CuArrays with KrylovKit

What is the recommended way of diagonalizing linear operators on CuArrays using KrylovKit? I am targeting the first 100 eigenvalues of a large matrix - Operating directly on CuArrays leads to a very large allocation on the GPU. I do this the following way:

    function gpu_wrapper!(y_d::CuArray{Tcalc}, x_d::CuArray{Tcalc})
        CUDA.@sync begin
            CUDA.@cuda threads=num_threads blocks=num_blocks two_body_operator_action_gpu!(y_d, x_d, creation_ops_d, creation_op_phase_helpers_d, annhilation_ops_d, annhilation_phase_helpers_d, coulomb_matrix_elements_d, lll_basis_d)
        end
        return
    end

I wrap this function using LinearMaps and pass it to Krylovkit’s eigensolve with an initial guess provided as a CuArray. (I set the krylodim to 110) - The memory usage on the GPU went beyond about 36GB before I shut the process down. However, if I do something like below:

    function gpu_wrapper!(y::Vector{Tcalc}, x::Vector{Tcalc})
        x_d = CuArray{Tcalc}(undef, size(lll_basis,1))
        y_d = CuArray{Tcalc}(undef, size(lll_basis,1))
        copy!(x_d, x)
        CUDA.@sync begin
            CUDA.@cuda threads=num_threads blocks=num_blocks two_body_operator_action_gpu!(y_d, x_d, creation_ops_d, creation_op_phase_helpers_d, annhilation_ops_d, annhilation_phase_helpers_d, coulomb_matrix_elements_d, lll_basis_d)
        end
        copy!(y, y_d)
        return
    end

The memory usage on the GPU is fairly contained ~ its about 2.5-3.5 GB.

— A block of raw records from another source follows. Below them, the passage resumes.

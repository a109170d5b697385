//! Database security objects.

use reqwest::Method;

use roudant_core::error::Result;
use roudant_core::options::OkResponse;
use roudant_core::security::SecurityDocument;

use crate::client::Client;

impl Client {
    /// `GET /{db}/_security` — the database's security object.
    pub async fn security(&self, db: &str) -> Result<SecurityDocument> {
        self.json(self.request(Method::GET, &self.url(&[db, "_security"])))
            .await
    }

    /// `PUT /{db}/_security` — replace the database's security object.
    pub async fn put_security(&self, db: &str, doc: &SecurityDocument) -> Result<OkResponse> {
        self.json(
            self.request(Method::PUT, &self.url(&[db, "_security"]))
                .json(doc),
        )
        .await
    }
}
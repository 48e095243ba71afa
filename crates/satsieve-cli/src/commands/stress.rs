// Command handler for: Stress
//
// Differential testing loop: per trial, generate a random precondition
// and candidate set, classify them with every strategy through a real
// solver backend, and compare the labelings against the unary baseline.

use std::path::{Path, PathBuf};
use std::time::Instant;

use miette::IntoDiagnostic;
use rand::rngs::StdRng;
use rand::{Rng, SeedableRng};
use tracing::{info, warn};

use satsieve_classify::{
    classify_disjunctive, classify_disjunctive_incremental, classify_unary,
    classify_unary_cached, Verdict,
};
use satsieve_gen::{FormulaGenerator, GeneratorConfig};
use satsieve_smt::backends::cvc5_backend::Cvc5Solver;
use satsieve_smt::solver::SmtSolver;
use satsieve_smt::sorts::SmtSort;
use satsieve_smt::terms::SmtTerm;

use super::generate::{parse_logic, seed_variables};
use crate::types::{
    OutputFormat, SolverChoice, StrategyReport, StressReport, TrialReport,
    STRESS_REPORT_SCHEMA_VERSION,
};

pub(crate) struct StressArgs {
    pub(crate) trials: usize,
    pub(crate) logic: String,
    pub(crate) solver: String,
    pub(crate) timeout: u64,
    pub(crate) seed: Option<u64>,
    pub(crate) format: String,
    pub(crate) out: Option<PathBuf>,
    pub(crate) bv_width: u32,
}

pub(crate) fn run_stress(args: StressArgs) -> miette::Result<()> {
    let logic = parse_logic(&args.logic)?;
    let format = parse_format(&args.format)?;
    let solver_choice = parse_solver(&args.solver)?;

    let mut trial_reports = Vec::with_capacity(args.trials);
    for trial in 0..args.trials {
        let trial_seed = args.seed.map(|s| s.wrapping_add(trial as u64));
        let seed_vars = seed_variables(logic, 2, args.bv_width);
        let config = GeneratorConfig {
            seed: trial_seed,
            ..GeneratorConfig::default()
        };
        let mut generator =
            FormulaGenerator::new(&seed_vars, config).map_err(|e| miette::miette!("{e}"))?;
        let precondition = generator.generate();
        let mut draw_rng = match trial_seed {
            Some(s) => StdRng::seed_from_u64(s.rotate_left(17)),
            None => StdRng::from_entropy(),
        };
        let candidates = generator.sample_predicates(draw_rng.gen_range(5..=15));
        let decls = generator.declarations().to_vec();

        info!(trial, candidates = candidates.len(), "running trial");
        let report = match solver_choice {
            SolverChoice::Cvc5 => {
                let mut solver = Cvc5Solver::with_timeout_secs(args.timeout)
                    .map_err(|e| miette::miette!("{e}"))?;
                run_trial(&mut solver, trial, &decls, &precondition, &candidates)
                    .map_err(|e| miette::miette!("{e}"))?
            }
            #[cfg(feature = "z3")]
            SolverChoice::Z3 => {
                let mut solver =
                    satsieve_smt::backends::z3_backend::Z3Solver::with_timeout_secs(args.timeout);
                run_trial(&mut solver, trial, &decls, &precondition, &candidates)
                    .map_err(|e| miette::miette!("{e}"))?
            }
        };
        if !report.agreement {
            warn!(trial, "a strategy disagreed with the baseline");
        }
        trial_reports.push(report);
    }

    let agreeing_trials = trial_reports.iter().filter(|t| t.agreement).count();
    let report = StressReport {
        schema_version: STRESS_REPORT_SCHEMA_VERSION.to_string(),
        logic: args.logic.clone(),
        solver: args.solver.clone(),
        trials: args.trials,
        agreeing_trials,
        disagreeing_trials: args.trials - agreeing_trials,
        trial_reports,
    };
    emit_report(&report, format, args.out.as_deref())
}

fn run_trial<S: SmtSolver>(
    solver: &mut S,
    trial: usize,
    decls: &[(String, SmtSort)],
    precondition: &SmtTerm,
    candidates: &[SmtTerm],
) -> Result<TrialReport, S::Error> {
    let started = Instant::now();
    let baseline = classify_unary(solver, decls, precondition, candidates)?;
    let baseline_duration_ms = started.elapsed().as_secs_f64() * 1000.0;

    let mut strategies = Vec::with_capacity(3);

    let started = Instant::now();
    let verdicts = classify_unary_cached(solver, decls, precondition, candidates)?;
    strategies.push(strategy_report("unary_cached", verdicts, &baseline, started));

    let started = Instant::now();
    let verdicts = classify_disjunctive(solver, decls, precondition, candidates)?;
    strategies.push(strategy_report("disjunctive", verdicts, &baseline, started));

    let started = Instant::now();
    let verdicts = classify_disjunctive_incremental(solver, decls, precondition, candidates)?;
    strategies.push(strategy_report(
        "disjunctive_incremental",
        verdicts,
        &baseline,
        started,
    ));

    let agreement = strategies.iter().all(|s| s.agrees_with_baseline);
    Ok(TrialReport {
        trial,
        candidates: candidates.len(),
        baseline: render_verdicts(&baseline),
        baseline_duration_ms,
        strategies,
        agreement,
    })
}

fn strategy_report(
    name: &str,
    verdicts: Vec<Verdict>,
    baseline: &[Verdict],
    started: Instant,
) -> StrategyReport {
    let agrees = labels_compatible(&verdicts, baseline);
    StrategyReport {
        name: name.to_string(),
        verdicts: render_verdicts(&verdicts),
        duration_ms: started.elapsed().as_secs_f64() * 1000.0,
        agrees_with_baseline: agrees,
    }
}

/// Two labelings conflict only when one resolves a candidate SAT and
/// the other resolves the same candidate UNSAT; an Unknown on either
/// side is compatible with anything.
pub(crate) fn labels_compatible(a: &[Verdict], b: &[Verdict]) -> bool {
    a.len() == b.len()
        && a.iter().zip(b).all(|(x, y)| {
            !matches!(
                (x, y),
                (Verdict::Sat, Verdict::Unsat) | (Verdict::Unsat, Verdict::Sat)
            )
        })
}

fn render_verdicts(verdicts: &[Verdict]) -> Vec<String> {
    verdicts.iter().map(|v| v.to_string()).collect()
}

pub(crate) fn parse_format(name: &str) -> miette::Result<OutputFormat> {
    match name {
        "text" => Ok(OutputFormat::Text),
        "json" => Ok(OutputFormat::Json),
        other => Err(miette::miette!(
            "unknown format `{other}` (expected text or json)"
        )),
    }
}

pub(crate) fn parse_solver(name: &str) -> miette::Result<SolverChoice> {
    match name {
        "cvc5" => Ok(SolverChoice::Cvc5),
        #[cfg(feature = "z3")]
        "z3" => Ok(SolverChoice::Z3),
        #[cfg(not(feature = "z3"))]
        "z3" => Err(miette::miette!(
            "this build has no z3 backend; rebuild with `--features z3`"
        )),
        other => Err(miette::miette!(
            "unknown solver `{other}` (expected cvc5 or z3)"
        )),
    }
}

fn emit_report(
    report: &StressReport,
    format: OutputFormat,
    out: Option<&Path>,
) -> miette::Result<()> {
    match format {
        OutputFormat::Json => {
            let rendered = serde_json::to_string_pretty(report).into_diagnostic()?;
            match out {
                Some(path) => std::fs::write(path, rendered).into_diagnostic()?,
                None => println!("{rendered}"),
            }
        }
        OutputFormat::Text => {
            let mut rendered = String::new();
            for trial in &report.trial_reports {
                rendered.push_str(&format!(
                    "trial {:>3}: {} candidates, baseline {:.1}ms, {}\n",
                    trial.trial,
                    trial.candidates,
                    trial.baseline_duration_ms,
                    if trial.agreement { "agree" } else { "DISAGREE" }
                ));
                for strategy in &trial.strategies {
                    rendered.push_str(&format!(
                        "    {:<24} {:.1}ms {}\n",
                        strategy.name,
                        strategy.duration_ms,
                        if strategy.agrees_with_baseline {
                            "ok"
                        } else {
                            "mismatch"
                        }
                    ));
                }
            }
            rendered.push_str(&format!(
                "{}/{} trials agreed with the baseline\n",
                report.agreeing_trials, report.trials
            ));
            match out {
                Some(path) => std::fs::write(path, rendered).into_diagnostic()?,
                None => print!("{rendered}"),
            }
        }
    }
    Ok(())
}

The only problem is, as you may expect, this implementation is slower than the earlier one - for the exact operator I am considering, the time spent copying the array to the device is about 1/4 the total time.

What is the size/length of the vectors involved? And what is Tcalc: single or double precision, real or complex?

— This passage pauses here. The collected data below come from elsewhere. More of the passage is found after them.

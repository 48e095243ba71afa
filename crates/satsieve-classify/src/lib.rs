#![doc = include_str!("../README.md")]

//! All classifiers share the same contract: one verdict per candidate,
//! in candidate order; resolved verdicts never change; a backend
//! `Unknown` is terminal for the candidates it affects and is never
//! retried within a call.

pub mod disjunctive;
mod session;
pub mod unary;
pub mod verdict;

pub use disjunctive::{classify_disjunctive, classify_disjunctive_incremental};
pub use unary::{classify_unary, classify_unary_cached};
pub use verdict::Verdict;
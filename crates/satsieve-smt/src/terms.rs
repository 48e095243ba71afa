/// Abstract SMT term representation, solver-agnostic.
///
/// Terms span four theories: booleans, unbounded integers, reals, and
/// fixed-width bit-vectors. The tree carries no sort annotations beyond
/// what the constructors imply; backends reject ill-sorted trees when
/// translating.
#[derive(Debug, Clone, PartialEq)]
pub enum SmtTerm {
    /// Variable reference by name.
    Var(String),
    /// Integer literal.
    IntLit(i64),
    /// Boolean literal.
    BoolLit(bool),
    /// Exact rational literal (numerator, denominator). Denominator must
    /// be non-zero.
    RealLit(i64, u64),
    /// Bit-vector literal. `value` is truncated to `width` bits.
    BvLit { value: u64, width: u32 },

    // Integer / real arithmetic
    Add(Box<SmtTerm>, Box<SmtTerm>),
    Sub(Box<SmtTerm>, Box<SmtTerm>),
    Mul(Box<SmtTerm>, Box<SmtTerm>),
    /// Euclidean integer division (SMT-LIB `div`).
    Div(Box<SmtTerm>, Box<SmtTerm>),
    /// Euclidean remainder (SMT-LIB `mod`).
    Mod(Box<SmtTerm>, Box<SmtTerm>),
    /// Real division (SMT-LIB `/`).
    RealDiv(Box<SmtTerm>, Box<SmtTerm>),

    // Bit-vector arithmetic (width-preserving, wrap-around)
    BvAdd(Box<SmtTerm>, Box<SmtTerm>),
    BvSub(Box<SmtTerm>, Box<SmtTerm>),
    BvMul(Box<SmtTerm>, Box<SmtTerm>),
    BvUDiv(Box<SmtTerm>, Box<SmtTerm>),
    BvSDiv(Box<SmtTerm>, Box<SmtTerm>),

    // Bit-vector structure
    BvZeroExtend(u32, Box<SmtTerm>),
    BvSignExtend(u32, Box<SmtTerm>),
    /// Bits `hi` down to `lo`, inclusive.
    BvExtract(u32, u32, Box<SmtTerm>),

    // Comparison
    Eq(Box<SmtTerm>, Box<SmtTerm>),
    Lt(Box<SmtTerm>, Box<SmtTerm>),
    Le(Box<SmtTerm>, Box<SmtTerm>),
    Gt(Box<SmtTerm>, Box<SmtTerm>),
    Ge(Box<SmtTerm>, Box<SmtTerm>),
    BvUlt(Box<SmtTerm>, Box<SmtTerm>),
    BvUle(Box<SmtTerm>, Box<SmtTerm>),
    BvUgt(Box<SmtTerm>, Box<SmtTerm>),
    BvUge(Box<SmtTerm>, Box<SmtTerm>),
    BvSlt(Box<SmtTerm>, Box<SmtTerm>),
    BvSle(Box<SmtTerm>, Box<SmtTerm>),
    BvSgt(Box<SmtTerm>, Box<SmtTerm>),
    BvSge(Box<SmtTerm>, Box<SmtTerm>),

    // Boolean logic
    And(Vec<SmtTerm>),
    Or(Vec<SmtTerm>),
    Not(Box<SmtTerm>),
    Implies(Box<SmtTerm>, Box<SmtTerm>),
    Xor(Box<SmtTerm>, Box<SmtTerm>),

    // If-then-else
    Ite(Box<SmtTerm>, Box<SmtTerm>, Box<SmtTerm>),
}

#[allow(clippy::should_implement_trait)]
impl SmtTerm {
    pub fn var(name: impl Into<String>) -> Self {
        SmtTerm::Var(name.into())
    }

    pub fn int(n: i64) -> Self {
        SmtTerm::IntLit(n)
    }

    pub fn bool(b: bool) -> Self {
        SmtTerm::BoolLit(b)
    }

    /// Integer-valued real literal.
    pub fn real(n: i64) -> Self {
        SmtTerm::RealLit(n, 1)
    }

    pub fn bv(value: u64, width: u32) -> Self {
        SmtTerm::BvLit { value, width }
    }

    pub fn add(self, other: SmtTerm) -> Self {
        SmtTerm::Add(Box::new(self), Box::new(other))
    }

    pub fn sub(self, other: SmtTerm) -> Self {
        SmtTerm::Sub(Box::new(self), Box::new(other))
    }

    pub fn mul(self, other: SmtTerm) -> Self {
        SmtTerm::Mul(Box::new(self), Box::new(other))
    }

    pub fn div(self, other: SmtTerm) -> Self {
        SmtTerm::Div(Box::new(self), Box::new(other))
    }

    pub fn modulo(self, other: SmtTerm) -> Self {
        SmtTerm::Mod(Box::new(self), Box::new(other))
    }

    pub fn real_div(self, other: SmtTerm) -> Self {
        SmtTerm::RealDiv(Box::new(self), Box::new(other))
    }

    pub fn bv_add(self, other: SmtTerm) -> Self {
        SmtTerm::BvAdd(Box::new(self), Box::new(other))
    }

    pub fn bv_sub(self, other: SmtTerm) -> Self {
        SmtTerm::BvSub(Box::new(self), Box::new(other))
    }

    pub fn bv_mul(self, other: SmtTerm) -> Self {
        SmtTerm::BvMul(Box::new(self), Box::new(other))
    }

    pub fn bv_udiv(self, other: SmtTerm) -> Self {
        SmtTerm::BvUDiv(Box::new(self), Box::new(other))
    }

    pub fn bv_sdiv(self, other: SmtTerm) -> Self {
        SmtTerm::BvSDiv(Box::new(self), Box::new(other))
    }

    pub fn zero_extend(self, extra: u32) -> Self {
        SmtTerm::BvZeroExtend(extra, Box::new(self))
    }

    pub fn sign_extend(self, extra: u32) -> Self {
        SmtTerm::BvSignExtend(extra, Box::new(self))
    }

    pub fn extract(self, hi: u32, lo: u32) -> Self {
        SmtTerm::BvExtract(hi, lo, Box::new(self))
    }

    pub fn eq(self, other: SmtTerm) -> Self {
        SmtTerm::Eq(Box::new(self), Box::new(other))
    }

    pub fn ne(self, other: SmtTerm) -> Self {
        self.eq(other).not()
    }

    pub fn lt(self, other: SmtTerm) -> Self {
        SmtTerm::Lt(Box::new(self), Box::new(other))
    }

    pub fn le(self, other: SmtTerm) -> Self {
        SmtTerm::Le(Box::new(self), Box::new(other))
    }

    pub fn gt(self, other: SmtTerm) -> Self {
        SmtTerm::Gt(Box::new(self), Box::new(other))
    }

    pub fn ge(self, other: SmtTerm) -> Self {
        SmtTerm::Ge(Box::new(self), Box::new(other))
    }

    pub fn bv_ult(self, other: SmtTerm) -> Self {
        SmtTerm::BvUlt(Box::new(self), Box::new(other))
    }

    pub fn bv_ule(self, other: SmtTerm) -> Self {
        SmtTerm::BvUle(Box::new(self), Box::new(other))
    }

    pub fn bv_ugt(self, other: SmtTerm) -> Self {
        SmtTerm::BvUgt(Box::new(self), Box::new(other))
    }

    pub fn bv_uge(self, other: SmtTerm) -> Self {
        SmtTerm::BvUge(Box::new(self), Box::new(other))
    }

    pub fn bv_slt(self, other: SmtTerm) -> Self {
        SmtTerm::BvSlt(Box::new(self), Box::new(other))
    }

    pub fn bv_sle(self, other: SmtTerm) -> Self {
        SmtTerm::BvSle(Box::new(self), Box::new(other))
    }

    pub fn bv_sgt(self, other: SmtTerm) -> Self {
        SmtTerm::BvSgt(Box::new(self), Box::new(other))
    }

    pub fn bv_sge(self, other: SmtTerm) -> Self {
        SmtTerm::BvSge(Box::new(self), Box::new(other))
    }

    pub fn and(terms: Vec<SmtTerm>) -> Self {
        SmtTerm::And(terms)
    }

    pub fn or(terms: Vec<SmtTerm>) -> Self {
        SmtTerm::Or(terms)
    }

    pub fn not(self) -> Self {
        SmtTerm::Not(Box::new(self))
    }

    pub fn implies(self, other: SmtTerm) -> Self {
        SmtTerm::Implies(Box::new(self), Box::new(other))
    }

    pub fn xor(self, other: SmtTerm) -> Self {
        SmtTerm::Xor(Box::new(self), Box::new(other))
    }
}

The dimension of the vectors is 7142568 ~ 10^7. Tcalc is Float32.

I think that this memory usage can then be expected: the memory size of 110 vectors of length 7142568 with Float32 numbers is 3142729920 bytes, or thus about 3 GB.

Note that KrylovKit stores the full Krylov subspace, even with the Lanczos algorithm (actually, Lanczos is merely the name used for the orthogonalisation process in building the Krylov subspace, the actual eigenvalue algorithm being used is rather called Krylov-Schur). There is some basic support for building a Krylov subspace where the older vectors are discarded, but this is not really being used in the eigsolve routine.

That was too quick, I now see that you say 36 GB instead of 3 GB. Is that the total amount of allocations being performed, or really the memory being used at a given point in the proces?

That’s the total (I read it off from Nvidia-smi).

I think that this memory usage can then be expected: the memory size of 110 vectors of length 7142568 with Float32 numbers is 3142729920 bytes, or thus about 3 GB.
This was my estimate as well.

I checked the memory usage of KrylovKit’s eigsolve alone for a vector of similar dimension(7040196), with 30 Krylov subspace vectors (the default) and solving for one eigenvalue using CUDA.@time - It was about 8 GB. With 5 Krylov subspace vectors, it was about 20 GB.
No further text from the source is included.